Here's what I was able to do:

import numpy
import cv2

image = cv2.imread("bact.png")
output = image.copy()

gray = cv2.cvtColor(image, cv2.COLOR_BGR2GRAY)

hist = cv2.equalizeHist(gray)

blur = cv2.GaussianBlur(hist, (31,31), cv2.BORDER_DEFAULT)
height, width = blur.shape[:2]

minR = round(width/65)
maxR = round(width/11)
minDis = round(width/7)

circles = cv2.HoughCircles(blur, cv2.HOUGH_GRADIENT, 1, minDis, param1=14, param2=25, minRadius=minR, maxRadius=maxR)

if circles is not None:
    circles = numpy.round(circles[0, :]).astype("int")
    for (x, y, r) in circles:
        cv2.circle(output, (x, y), r, (0, 255, 0), 2)
        cv2.rectangle(output, (x - 5, y - 5), (x + 5, y + 5), (0, 128, 255), -1)
cv2.imshow("result", numpy.hstack([image, output]))
cv2.waitKey()

结果就是这样

A couple of suggestions I can think of to help improve or find better params:

  1. Pass in the blurred image to the HoughCircles function. Currently, you're passing in the grayscale version of the image, not the blurred one.

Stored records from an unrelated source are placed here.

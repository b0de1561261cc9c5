//! Source and sink array bindings.
//!
//! Sources are external input arrays copied into sequential variable slots
//! at the start of each chunk; sinks are output arrays the matching slots
//! are copied back into at the end. Bindings are borrowed, never copied:
//! the caller owns the arrays, and the engine's lifetime parameter holds
//! them borrowed for as long as the engine may run.
use aminstr::value::ValueKind;
use either::Either;
use strum::EnumIs;

/// Binding role of a name. A name is either a source or a sink, never both.
#[derive(Debug, Clone, Copy, PartialEq, Eq)]
pub enum Role {
    Source,
    Sink,
}

impl std::fmt::Display for Role {
    fn fmt(&self, f: &mut std::fmt::Formatter<'_>) -> std::fmt::Result {
        match self {
            Role::Source => write!(f, "source"),
            Role::Sink => write!(f, "sink"),
        }
    }
}

/// Borrowed input array.
#[derive(Debug, Clone, Copy, EnumIs)]
pub enum SourceArray<'a> {
    Bool(&'a [bool]),
    Float(&'a [f64]),
}

impl<'a> SourceArray<'a> {
    pub fn kind(&self) -> ValueKind {
        match self {
            SourceArray::Bool(_) => ValueKind::Bool,
            SourceArray::Float(_) => ValueKind::Float,
        }
    }

    pub fn len(&self) -> usize {
        match self {
            SourceArray::Bool(cells) => cells.len(),
            SourceArray::Float(cells) => cells.len(),
        }
    }

    pub fn is_empty(&self) -> bool {
        self.len() == 0
    }

    /// Chunk the first `len` elements into pieces of at most `size`.
    pub(crate) fn chunked(
        &self,
        len: usize,
        size: usize,
    ) -> impl Iterator<Item = SourceArray<'a>> {
        match *self {
            SourceArray::Bool(cells) => {
                Either::Left(cells[..len].chunks(size).map(SourceArray::Bool))
            }
            SourceArray::Float(cells) => {
                Either::Right(cells[..len].chunks(size).map(SourceArray::Float))
            }
        }
    }
}

impl<'a> From<&'a [bool]> for SourceArray<'a> {
    fn from(cells: &'a [bool]) -> Self {
        SourceArray::Bool(cells)
    }
}

impl<'a> From<&'a [f64]> for SourceArray<'a> {
    fn from(cells: &'a [f64]) -> Self {
        SourceArray::Float(cells)
    }
}

/// Borrowed output array.
#[derive(Debug, EnumIs)]
pub enum SinkArray<'a> {
    Bool(&'a mut [bool]),
    Float(&'a mut [f64]),
}

impl<'a> SinkArray<'a> {
    pub fn kind(&self) -> ValueKind {
        match self {
            SinkArray::Bool(_) => ValueKind::Bool,
            SinkArray::Float(_) => ValueKind::Float,
        }
    }

    pub fn len(&self) -> usize {
        match self {
            SinkArray::Bool(cells) => cells.len(),
            SinkArray::Float(cells) => cells.len(),
        }
    }

    pub fn is_empty(&self) -> bool {
        self.len() == 0
    }

    /// Chunk the first `len` elements into disjoint mutable pieces of at
    /// most `size`. Exclusivity of each piece is what lets worker threads
    /// write their chunks without synchronization.
    pub(crate) fn chunked_mut(
        &mut self,
        len: usize,
        size: usize,
    ) -> impl Iterator<Item = SinkArray<'_>> {
        match self {
            SinkArray::Bool(cells) => {
                Either::Left(cells[..len].chunks_mut(size).map(SinkArray::Bool))
            }
            SinkArray::Float(cells) => {
                Either::Right(cells[..len].chunks_mut(size).map(SinkArray::Float))
            }
        }
    }
}

impl<'a> From<&'a mut [bool]> for SinkArray<'a> {
    fn from(cells: &'a mut [bool]) -> Self {
        SinkArray::Bool(cells)
    }
}

impl<'a> From<&'a mut [f64]> for SinkArray<'a> {
    fn from(cells: &'a mut [f64]) -> Self {
        SinkArray::Float(cells)
    }
}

  2. Blur size and type. Blurrier images can help downstream algorithms . For the kernel, the size also tends to be the same shape eg (20,20), and using (20,30) might give different results.

  3. Consider contrast correction like an equalizeHist or CLAHE - it can help with edge-detection for images where you have low contrast or faded edges.

  4. Magic numbers. According to the docs , param2 can be made larger to remove false positives, so experiment with that. As for param1 and dp, you might have to permute some combinations and see what works best. And if you're getting into the world of comparing multiple image sets with different lighting conditions, you might have to consider normalising the images first. Magic numbers seem to be part and parcel with out of the box algorithms, so the best way to find what works is to permute the inputs and output the images all at once to see what works, then fine tune.